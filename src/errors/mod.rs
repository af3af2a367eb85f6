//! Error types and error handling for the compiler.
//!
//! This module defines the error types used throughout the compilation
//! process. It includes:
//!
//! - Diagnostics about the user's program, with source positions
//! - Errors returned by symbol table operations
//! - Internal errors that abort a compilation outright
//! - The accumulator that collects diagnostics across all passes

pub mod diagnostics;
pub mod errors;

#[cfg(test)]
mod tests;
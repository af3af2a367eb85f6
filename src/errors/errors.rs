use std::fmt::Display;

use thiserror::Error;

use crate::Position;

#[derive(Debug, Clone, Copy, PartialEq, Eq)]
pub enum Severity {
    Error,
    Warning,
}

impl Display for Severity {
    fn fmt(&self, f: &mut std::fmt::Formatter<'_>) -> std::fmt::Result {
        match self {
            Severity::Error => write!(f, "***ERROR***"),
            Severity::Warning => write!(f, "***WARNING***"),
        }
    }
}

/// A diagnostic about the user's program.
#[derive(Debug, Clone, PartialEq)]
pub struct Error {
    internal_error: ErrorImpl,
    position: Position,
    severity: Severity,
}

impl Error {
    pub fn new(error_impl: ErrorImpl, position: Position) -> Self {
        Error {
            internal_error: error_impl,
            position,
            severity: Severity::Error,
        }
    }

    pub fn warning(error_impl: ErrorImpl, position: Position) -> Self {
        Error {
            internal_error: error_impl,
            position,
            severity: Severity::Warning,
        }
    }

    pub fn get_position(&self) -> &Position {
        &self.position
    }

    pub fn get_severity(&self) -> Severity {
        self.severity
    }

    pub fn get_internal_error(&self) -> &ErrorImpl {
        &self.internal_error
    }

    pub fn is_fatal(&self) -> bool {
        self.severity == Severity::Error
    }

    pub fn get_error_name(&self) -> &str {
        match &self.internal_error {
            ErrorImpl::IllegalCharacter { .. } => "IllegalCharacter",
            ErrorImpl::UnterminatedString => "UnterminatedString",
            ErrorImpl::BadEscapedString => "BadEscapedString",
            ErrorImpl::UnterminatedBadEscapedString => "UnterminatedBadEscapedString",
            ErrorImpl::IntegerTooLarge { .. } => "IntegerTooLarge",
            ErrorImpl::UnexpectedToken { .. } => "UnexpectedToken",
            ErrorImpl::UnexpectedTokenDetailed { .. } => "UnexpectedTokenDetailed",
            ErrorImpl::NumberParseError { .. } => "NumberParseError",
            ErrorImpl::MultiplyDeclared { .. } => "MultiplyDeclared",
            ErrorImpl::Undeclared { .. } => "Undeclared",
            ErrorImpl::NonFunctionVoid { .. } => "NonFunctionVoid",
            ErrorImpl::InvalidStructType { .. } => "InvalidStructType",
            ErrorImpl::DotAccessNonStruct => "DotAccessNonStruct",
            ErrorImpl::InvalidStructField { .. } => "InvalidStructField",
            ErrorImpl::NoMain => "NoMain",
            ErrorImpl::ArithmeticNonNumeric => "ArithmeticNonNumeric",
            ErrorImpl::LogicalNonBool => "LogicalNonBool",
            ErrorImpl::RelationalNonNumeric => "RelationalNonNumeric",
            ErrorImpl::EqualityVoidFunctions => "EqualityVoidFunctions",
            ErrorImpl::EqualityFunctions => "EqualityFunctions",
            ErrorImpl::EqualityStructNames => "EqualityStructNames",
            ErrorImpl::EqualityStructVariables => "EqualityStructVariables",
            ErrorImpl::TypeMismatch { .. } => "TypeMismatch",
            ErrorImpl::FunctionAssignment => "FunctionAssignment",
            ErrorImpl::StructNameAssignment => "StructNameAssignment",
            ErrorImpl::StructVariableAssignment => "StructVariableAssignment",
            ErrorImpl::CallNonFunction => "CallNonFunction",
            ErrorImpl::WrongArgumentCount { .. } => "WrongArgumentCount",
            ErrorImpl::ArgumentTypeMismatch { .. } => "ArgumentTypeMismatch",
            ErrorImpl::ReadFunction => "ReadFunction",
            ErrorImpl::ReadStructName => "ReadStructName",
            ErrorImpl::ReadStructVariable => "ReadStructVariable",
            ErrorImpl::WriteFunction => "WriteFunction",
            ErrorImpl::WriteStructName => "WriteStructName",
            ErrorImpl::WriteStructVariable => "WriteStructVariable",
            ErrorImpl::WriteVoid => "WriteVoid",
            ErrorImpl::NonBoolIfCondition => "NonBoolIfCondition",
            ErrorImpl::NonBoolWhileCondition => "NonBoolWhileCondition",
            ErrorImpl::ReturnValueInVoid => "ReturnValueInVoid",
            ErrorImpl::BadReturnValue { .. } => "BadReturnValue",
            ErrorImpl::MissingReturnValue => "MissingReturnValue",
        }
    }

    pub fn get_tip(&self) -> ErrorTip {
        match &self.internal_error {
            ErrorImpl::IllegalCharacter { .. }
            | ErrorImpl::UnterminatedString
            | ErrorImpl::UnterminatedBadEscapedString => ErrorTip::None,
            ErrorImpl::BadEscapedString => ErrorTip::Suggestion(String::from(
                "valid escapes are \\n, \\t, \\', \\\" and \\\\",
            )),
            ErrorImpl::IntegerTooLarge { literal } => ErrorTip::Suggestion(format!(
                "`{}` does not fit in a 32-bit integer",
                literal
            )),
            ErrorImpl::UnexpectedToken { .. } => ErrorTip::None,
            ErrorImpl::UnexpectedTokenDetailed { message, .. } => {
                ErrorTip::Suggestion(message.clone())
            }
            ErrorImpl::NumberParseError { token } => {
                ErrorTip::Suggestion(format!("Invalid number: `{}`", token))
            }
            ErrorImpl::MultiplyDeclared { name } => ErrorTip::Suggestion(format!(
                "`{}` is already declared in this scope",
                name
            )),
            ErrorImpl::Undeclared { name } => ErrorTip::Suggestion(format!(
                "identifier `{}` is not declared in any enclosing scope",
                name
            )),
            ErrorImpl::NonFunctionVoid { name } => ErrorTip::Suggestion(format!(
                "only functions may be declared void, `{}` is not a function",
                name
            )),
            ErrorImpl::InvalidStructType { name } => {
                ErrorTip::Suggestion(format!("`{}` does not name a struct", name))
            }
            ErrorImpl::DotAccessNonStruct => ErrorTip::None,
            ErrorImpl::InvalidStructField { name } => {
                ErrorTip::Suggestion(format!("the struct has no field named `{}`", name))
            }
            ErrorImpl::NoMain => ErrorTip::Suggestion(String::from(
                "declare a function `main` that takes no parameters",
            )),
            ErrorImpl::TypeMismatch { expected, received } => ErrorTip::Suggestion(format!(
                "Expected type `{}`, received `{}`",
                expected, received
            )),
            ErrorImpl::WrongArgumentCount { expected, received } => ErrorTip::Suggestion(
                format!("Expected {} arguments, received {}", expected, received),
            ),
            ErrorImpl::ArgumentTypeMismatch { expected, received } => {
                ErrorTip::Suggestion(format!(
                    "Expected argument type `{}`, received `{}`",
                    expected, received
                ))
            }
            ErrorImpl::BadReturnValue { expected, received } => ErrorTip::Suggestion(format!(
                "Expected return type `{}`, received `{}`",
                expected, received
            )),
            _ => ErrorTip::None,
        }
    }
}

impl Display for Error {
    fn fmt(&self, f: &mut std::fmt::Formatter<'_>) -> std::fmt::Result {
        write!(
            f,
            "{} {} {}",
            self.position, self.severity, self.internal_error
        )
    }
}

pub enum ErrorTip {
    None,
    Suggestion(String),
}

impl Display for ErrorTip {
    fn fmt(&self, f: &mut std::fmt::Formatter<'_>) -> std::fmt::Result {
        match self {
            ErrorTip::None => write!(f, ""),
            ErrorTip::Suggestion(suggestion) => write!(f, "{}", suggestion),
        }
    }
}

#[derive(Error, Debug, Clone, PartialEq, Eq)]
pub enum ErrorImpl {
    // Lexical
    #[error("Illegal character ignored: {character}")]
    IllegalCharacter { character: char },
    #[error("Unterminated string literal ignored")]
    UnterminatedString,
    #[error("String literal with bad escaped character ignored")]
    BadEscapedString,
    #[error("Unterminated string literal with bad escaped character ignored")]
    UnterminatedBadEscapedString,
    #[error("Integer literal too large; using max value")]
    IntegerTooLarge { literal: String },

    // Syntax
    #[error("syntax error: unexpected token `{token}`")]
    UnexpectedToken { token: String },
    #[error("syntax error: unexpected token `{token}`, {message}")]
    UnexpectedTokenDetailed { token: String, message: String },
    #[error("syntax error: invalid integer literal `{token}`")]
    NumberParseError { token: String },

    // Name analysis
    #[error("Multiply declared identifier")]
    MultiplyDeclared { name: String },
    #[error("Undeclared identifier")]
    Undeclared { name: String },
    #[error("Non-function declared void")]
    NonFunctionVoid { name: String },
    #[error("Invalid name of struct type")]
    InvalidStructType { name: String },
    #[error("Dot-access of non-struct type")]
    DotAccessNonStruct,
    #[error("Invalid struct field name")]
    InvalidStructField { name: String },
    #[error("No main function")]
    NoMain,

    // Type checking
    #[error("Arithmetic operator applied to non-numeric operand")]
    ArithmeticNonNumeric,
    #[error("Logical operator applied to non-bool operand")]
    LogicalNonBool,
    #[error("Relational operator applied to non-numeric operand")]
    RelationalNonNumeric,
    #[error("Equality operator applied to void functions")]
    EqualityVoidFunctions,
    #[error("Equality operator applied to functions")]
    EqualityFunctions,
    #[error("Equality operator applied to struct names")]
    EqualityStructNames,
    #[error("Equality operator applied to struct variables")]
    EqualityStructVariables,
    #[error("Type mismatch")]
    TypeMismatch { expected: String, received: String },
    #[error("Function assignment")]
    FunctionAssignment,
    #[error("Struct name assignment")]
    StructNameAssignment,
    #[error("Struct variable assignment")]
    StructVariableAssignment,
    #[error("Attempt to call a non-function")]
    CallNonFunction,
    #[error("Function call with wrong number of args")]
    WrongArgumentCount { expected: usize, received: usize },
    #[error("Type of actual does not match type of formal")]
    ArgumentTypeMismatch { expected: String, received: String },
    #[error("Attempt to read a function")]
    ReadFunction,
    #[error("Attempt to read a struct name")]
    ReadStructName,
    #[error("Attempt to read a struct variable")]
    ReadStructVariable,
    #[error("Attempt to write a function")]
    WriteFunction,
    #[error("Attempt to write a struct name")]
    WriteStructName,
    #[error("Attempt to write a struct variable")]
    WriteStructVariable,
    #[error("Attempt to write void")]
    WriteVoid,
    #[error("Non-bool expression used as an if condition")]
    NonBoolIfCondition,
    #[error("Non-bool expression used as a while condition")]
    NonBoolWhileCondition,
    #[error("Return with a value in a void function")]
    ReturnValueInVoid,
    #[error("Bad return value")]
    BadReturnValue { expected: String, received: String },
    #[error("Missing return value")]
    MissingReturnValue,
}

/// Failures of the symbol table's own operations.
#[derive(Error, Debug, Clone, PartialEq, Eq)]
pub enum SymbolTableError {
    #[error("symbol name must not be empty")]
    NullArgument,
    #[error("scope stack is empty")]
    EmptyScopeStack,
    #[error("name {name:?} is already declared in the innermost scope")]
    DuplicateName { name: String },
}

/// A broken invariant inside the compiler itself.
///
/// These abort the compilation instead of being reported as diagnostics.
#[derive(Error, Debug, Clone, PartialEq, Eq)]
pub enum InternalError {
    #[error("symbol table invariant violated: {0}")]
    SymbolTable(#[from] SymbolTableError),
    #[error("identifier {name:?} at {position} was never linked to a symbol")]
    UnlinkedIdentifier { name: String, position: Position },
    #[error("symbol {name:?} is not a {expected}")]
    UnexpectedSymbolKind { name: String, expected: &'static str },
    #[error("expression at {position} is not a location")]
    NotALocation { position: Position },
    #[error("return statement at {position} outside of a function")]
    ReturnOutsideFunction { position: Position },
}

**INSTRUCTIONS FOR THE TASK**
Your answer must consist of every line in the listing that contains "ReadStructVariable".

**RESPONSE AREA**
            ErrorImpl::ReadStructVariable => "ReadStructVariable",
    ReadStructVariable,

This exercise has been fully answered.